### Provided data
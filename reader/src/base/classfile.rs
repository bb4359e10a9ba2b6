use std::path::Path;

use binrw::{binread, BinRead};
use flagset::{flags, FlagSet};
use snafu::ResultExt;

use super::{error::*, ByteSource, U1, U2, U4};
use crate::attribute::{AttributeReference, AttributeTables, CodeRow, ConstantValueRow};
use crate::constant_pool::ConstantTables;
use crate::tables::TableError;

/// Fixed header of a class file, up to the constant pool.
#[derive(BinRead, Debug, Clone)]
#[br(big, magic = 0xCAFEBABEu32)]
struct ClassHeader {
    /// Minor version of the class file format
    /// Should be 0 for Java 5 and above.
    minor_version: U2,
    /// Major version of the class file format
    /// Should be 1-incremented per major release of Java
    /// starting at Major 49 for Java 5.
    major_version: U2,
    // The number of entries in the constant pool table plus one.
    constant_pool_count: U2,
}

/// Fixed part of a class file following the constant pool.
#[binread]
#[derive(Debug, Clone)]
#[br(big)]
struct ClassInfoHeader {
    #[br(map = |x: U2| FlagSet::<ClassAccessFlags>::new_truncated(x))]
    access_flags: FlagSet<ClassAccessFlags>,
    this_class: U2,
    super_class: U2,
    #[br(temp)]
    interfaces_count: U2,
    #[br(count = interfaces_count)]
    interfaces: Vec<U2>,
}

/// Fixed part of a `field_info` or `method_info`.
#[derive(BinRead, Debug, Clone)]
#[br(big)]
struct MemberHeader {
    access_flags: U2,
    name_index: U2,
    descriptor_index: U2,
    attributes_count: U2,
}

/// Model of a Class File
///
/// The classfile structure represents the entire class file read.
/// Note: One class or module is always represented by one class file.
///
/// The constant pool is decoded first, then the members and the attributes,
/// which are all gathered in a single attribute pool.
#[derive(Debug)]
pub struct ClassFile {
    source: ByteSource,
    minor_version: U2,
    major_version: U2,
    constant_pool: ConstantTables,
    /// Flags indicating access permissions to and properties of this class,
    /// interface or module.
    access_flags: FlagSet<ClassAccessFlags>,
    /// Pointer to the `Class` entry of the current class/interface.
    this_class: U2,
    /// Pointer to the `Class` entry of the super class, 0 for [java.lang.Object].
    super_class: U2,
    /// The direct super interfaces, in declaration order.
    interfaces: Vec<U2>,
    fields: Vec<FieldInfo>,
    methods: Vec<MethodInfo>,
    attribute_pool: AttributeTables,
    attributes: Vec<AttributeReference>,
}

impl ClassFile {
    /// Read a class file from its bytes.
    pub fn from_bytes(bytes: impl Into<Vec<U1>>) -> Result<Self, DecodingError> {
        let source = ByteSource::new(bytes);

        let mut reader = source.reader_at(0)?;
        let header = reader.with_cursor(|c| ClassHeader::read(c))?;
        let mut offset = reader.position();
        log::debug!(target: "reader::classfile",
            "Reading class file version {}.{}", header.major_version, header.minor_version);

        let constant_pool =
            ConstantTables::read(&source, header.constant_pool_count, &mut offset)?;

        let mut reader = source.reader_at(offset)?;
        let info = reader.with_cursor(|c| ClassInfoHeader::read(c))?;
        offset += reader.position();

        let mut attribute_pool = AttributeTables::new();
        let fields_count = source.read_u16(offset)?;
        offset += 2;
        let mut fields = Vec::with_capacity(fields_count as usize);
        for _ in 0..fields_count {
            let member = Member::read(&source, &constant_pool, &mut attribute_pool, &mut offset)?;
            fields.push(FieldInfo {
                access_flags: FlagSet::new_truncated(member.header.access_flags),
                name_index: member.header.name_index,
                descriptor_index: member.header.descriptor_index,
                attributes: member.attributes,
                offset: member.offset,
                data_length: member.data_length,
            });
        }

        let methods_count = source.read_u16(offset)?;
        offset += 2;
        let mut methods = Vec::with_capacity(methods_count as usize);
        for _ in 0..methods_count {
            let member = Member::read(&source, &constant_pool, &mut attribute_pool, &mut offset)?;
            methods.push(MethodInfo {
                access_flags: FlagSet::new_truncated(member.header.access_flags),
                name_index: member.header.name_index,
                descriptor_index: member.header.descriptor_index,
                attributes: member.attributes,
                offset: member.offset,
                data_length: member.data_length,
            });
        }

        let attributes_count = source.read_u16(offset)?;
        offset += 2;
        let attributes =
            attribute_pool.read_attributes(&source, &constant_pool, attributes_count, &mut offset)?;

        if (offset as usize) < source.len() {
            log::warn!(target: "reader::classfile",
                "{} trailing bytes after the class file", source.len() - offset as usize);
        }
        log::debug!(target: "reader::classfile",
            "Read {} fields, {} methods, {} attributes ({} attribute rows)",
            fields.len(), methods.len(), attributes.len(), attribute_pool.tables().row_count());

        Ok(Self {
            source,
            minor_version: header.minor_version,
            major_version: header.major_version,
            constant_pool,
            access_flags: info.access_flags,
            this_class: info.this_class,
            super_class: info.super_class,
            interfaces: info.interfaces,
            fields,
            methods,
            attribute_pool,
            attributes,
        })
    }

    /// Read a class file from the filesystem.
    pub fn open(path: impl AsRef<Path>) -> Result<Self, DecodingError> {
        let path = path.as_ref();
        let bytes = std::fs::read(path).context(OpenSnafu { path })?;
        Self::from_bytes(bytes)
    }

    pub fn source(&self) -> &ByteSource {
        &self.source
    }

    pub fn minor_version(&self) -> U2 {
        self.minor_version
    }

    pub fn major_version(&self) -> U2 {
        self.major_version
    }

    /// Get a reference to the constant pool of this class file.
    pub fn constant_pool(&self) -> &ConstantTables {
        &self.constant_pool
    }

    /// Every attribute of the class, its fields, its methods and their code.
    pub fn attribute_pool(&self) -> &AttributeTables {
        &self.attribute_pool
    }

    /// Get the access flags of this class.
    pub fn access_flags(&self) -> FlagSet<ClassAccessFlags> {
        self.access_flags
    }

    pub fn this_class(&self) -> U2 {
        self.this_class
    }

    pub fn super_class(&self) -> U2 {
        self.super_class
    }

    pub fn interfaces(&self) -> &[U2] {
        &self.interfaces
    }

    pub fn fields(&self) -> &[FieldInfo] {
        &self.fields
    }

    pub fn methods(&self) -> &[MethodInfo] {
        &self.methods
    }

    /// Attributes of the class itself.
    pub fn attributes(&self) -> &[AttributeReference] {
        &self.attributes
    }

    /// Get the name of the current class.
    pub fn class_name(&self) -> Result<&str, DecodingError> {
        self.constant_pool
            .class_name(self.this_class)
            .map_err(|e| DecodingError::InvalidThisClass {
                index: self.this_class as usize,
                message: Some(e.to_string()),
            })
    }

    /// Get the name of the super class.
    ///
    /// Returns `Ok(None)` if the class has no super class, which is only the
    /// case of [java.lang.Object].
    pub fn super_class_name(&self) -> Result<Option<&str>, DecodingError> {
        if self.super_class == 0 {
            return Ok(None);
        }
        self.constant_pool
            .class_name(self.super_class)
            .map(Some)
            .map_err(|e| DecodingError::InvalidSuperClass {
                index: self.super_class as usize,
                message: Some(e.to_string()),
            })
    }

    /// Get the name of the super interfaces.
    pub fn interfaces_names(&self) -> Result<Vec<&str>, DecodingError> {
        self.interfaces
            .iter()
            .map(|interface| {
                self.constant_pool
                    .class_name(*interface)
                    .map_err(|e| DecodingError::InvalidInterface {
                        index: *interface as usize,
                        message: Some(e.to_string()),
                    })
            })
            .collect()
    }
}

/// A field or method record, as read before being projected.
struct Member {
    header: MemberHeader,
    attributes: Vec<AttributeReference>,
    offset: U4,
    data_length: U4,
}

impl Member {
    fn read(
        source: &ByteSource,
        constants: &ConstantTables,
        attribute_pool: &mut AttributeTables,
        offset: &mut U4,
    ) -> Result<Self, DecodingError> {
        let start = *offset;
        let mut reader = source.reader_at(start)?;
        let header = reader.with_cursor(|c| MemberHeader::read(c))?;
        *offset += reader.position();
        let attributes =
            attribute_pool.read_attributes(source, constants, header.attributes_count, offset)?;
        Ok(Self {
            header,
            attributes,
            offset: start,
            data_length: *offset - start,
        })
    }
}

#[derive(Debug, Clone)]
pub struct FieldInfo {
    /// Access flags denoting the permissions and properties of this field.
    pub access_flags: FlagSet<FieldAccessFlags>,
    /// Index of the `Utf8` entry holding the unqualified name of the field.
    pub name_index: U2,
    /// Index of the `Utf8` entry holding the field descriptor.
    pub descriptor_index: U2,
    /// Attribute table of the field
    pub attributes: Vec<AttributeReference>,
    offset: U4,
    data_length: U4,
}

impl FieldInfo {
    pub fn name<'a>(&self, constants: &'a ConstantTables) -> Result<&'a str, TableError> {
        constants.utf8(self.name_index)
    }

    pub fn descriptor<'a>(&self, constants: &'a ConstantTables) -> Result<&'a str, TableError> {
        constants.utf8(self.descriptor_index)
    }

    /// Raw bytes of the `field_info` record, attributes included.
    pub fn data<'a>(&self, class: &'a ClassFile) -> Result<&'a [U1], DecodingError> {
        class.source().read_bytes(self.offset, self.data_length)
    }

    /// The `ConstantValue` attribute of a constant field.
    pub fn constant_value<'a>(
        &self,
        pool: &'a AttributeTables,
    ) -> Result<Option<ConstantValueRow<'a>>, TableError> {
        pool.find(&self.attributes, "ConstantValue")
    }
}

#[derive(Debug, Clone)]
pub struct MethodInfo {
    /// Access flags denoting the permissions and properties of this method.
    pub access_flags: FlagSet<MethodAccessFlags>,
    /// Index of the `Utf8` entry holding the unqualified name of the method.
    pub name_index: U2,
    /// Index of the `Utf8` entry holding the method descriptor.
    pub descriptor_index: U2,
    /// Attribute table of the method
    pub attributes: Vec<AttributeReference>,
    offset: U4,
    data_length: U4,
}

impl MethodInfo {
    pub fn name<'a>(&self, constants: &'a ConstantTables) -> Result<&'a str, TableError> {
        constants.utf8(self.name_index)
    }

    pub fn descriptor<'a>(&self, constants: &'a ConstantTables) -> Result<&'a str, TableError> {
        constants.utf8(self.descriptor_index)
    }

    /// Raw bytes of the `method_info` record, attributes included.
    pub fn data<'a>(&self, class: &'a ClassFile) -> Result<&'a [U1], DecodingError> {
        class.source().read_bytes(self.offset, self.data_length)
    }

    /// The `Code` attribute, `None` for abstract and native methods.
    pub fn code<'a>(&self, pool: &'a AttributeTables) -> Result<Option<CodeRow<'a>>, TableError> {
        pool.find(&self.attributes, "Code")
    }
}

flags! {
    /// Access flags for classes, interfaces and modules.
    /// See [JVMS 4.1](https://docs.oracle.com/javase/specs/jvms/se21/html/jvms-4.html#jvms-4.1).
    pub enum ClassAccessFlags: U2 {
        /// Declared public; may be accessed from outside its package.
        Public = 0x0001,
        /// Declared final; no subclasses allowed.
        Final = 0x0010,
        /// Treat superclass methods specially when invoked by the invokespecial
        /// instruction.
        Super = 0x0020,
        /// Is an interface, not a class.
        Interface = 0x0200,
        /// Declared abstract; must not be instantiated.
        Abstract = 0x0400,
        /// Declared synthetic; not present in the source code.
        Synthetic = 0x1000,
        /// Declared as an annotation interface.
        Annotation = 0x2000,
        /// Declared as an enum class.
        Enum = 0x4000,
        /// Module, not a class or interface.
        Module = 0x8000,
    }

    /// Access flags for fields.
    /// See [JVMS 4.5](https://docs.oracle.com/javase/specs/jvms/se21/html/jvms-4.html#jvms-4.5).
    pub enum FieldAccessFlags: U2 {
        Public = 0x0001,
        Private = 0x0002,
        Protected = 0x0004,
        Static = 0x0008,
        /// Declared final; never directly assigned to after object construction.
        Final = 0x0010,
        /// Declared volatile; cannot be cached.
        Volatile = 0x0040,
        /// Declared transient; not written or read by a persistent object manager.
        Transient = 0x0080,
        Synthetic = 0x1000,
        /// Declared as an element of an enum.
        Enum = 0x4000,
    }

    /// Access flags for methods.
    /// See [JVMS 4.6](https://docs.oracle.com/javase/specs/jvms/se21/html/jvms-4.html#jvms-4.6).
    pub enum MethodAccessFlags: U2 {
        Public = 0x0001,
        Private = 0x0002,
        Protected = 0x0004,
        Static = 0x0008,
        /// Declared final; must not be overridden.
        Final = 0x0010,
        /// Declared synchronized; invocation is wrapped by a monitor use.
        Synchronized = 0x0020,
        /// A bridge method, generated by the compiler.
        Bridge = 0x0040,
        /// Declared with variable number of arguments.
        Varargs = 0x0080,
        /// Declared native; implemented in a language other than Java.
        Native = 0x0100,
        /// Declared abstract; no implementation is provided.
        Abstract = 0x0400,
        /// Declared strictfp; floating-point mode is FP-strict.
        /// Deprecated, since Java SE 17.
        Strict = 0x0800,
        Synthetic = 0x1000,
    }

    /// Access flags of an `InnerClasses` entry.
    /// See [JVMS 4.7.6](https://docs.oracle.com/javase/specs/jvms/se21/html/jvms-4.html#jvms-4.7.6).
    pub enum InnerClassAccessFlags: U2 {
        Public = 0x0001,
        Private = 0x0002,
        Protected = 0x0004,
        Static = 0x0008,
        Final = 0x0010,
        Interface = 0x0200,
        Abstract = 0x0400,
        Synthetic = 0x1000,
        Annotation = 0x2000,
        Enum = 0x4000,
    }

    /// Access flags of a `MethodParameters` entry.
    /// See [JVMS 4.7.24](https://docs.oracle.com/javase/specs/jvms/se21/html/jvms-4.html#jvms-4.7.24).
    pub enum ParameterAccessFlags: U2 {
        Final = 0x0010,
        Synthetic = 0x1000,
        /// Implicitly declared, as mandated by the language.
        Mandated = 0x8000,
    }
}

### Problem description
Copy every line from the records that holds the string "javase".

### Task response
    /// See [JVMS 4.1](https://docs.oracle.com/javase/specs/jvms/se21/html/jvms-4.html#jvms-4.1).
    /// See [JVMS 4.5](https://docs.oracle.com/javase/specs/jvms/se21/html/jvms-4.html#jvms-4.5).
    /// See [JVMS 4.6](https://docs.oracle.com/javase/specs/jvms/se21/html/jvms-4.html#jvms-4.6).
    /// See [JVMS 4.7.6](https://docs.oracle.com/javase/specs/jvms/se21/html/jvms-4.html#jvms-4.7.6).
    /// See [JVMS 4.7.24](https://docs.oracle.com/javase/specs/jvms/se21/html/jvms-4.html#jvms-4.7.24).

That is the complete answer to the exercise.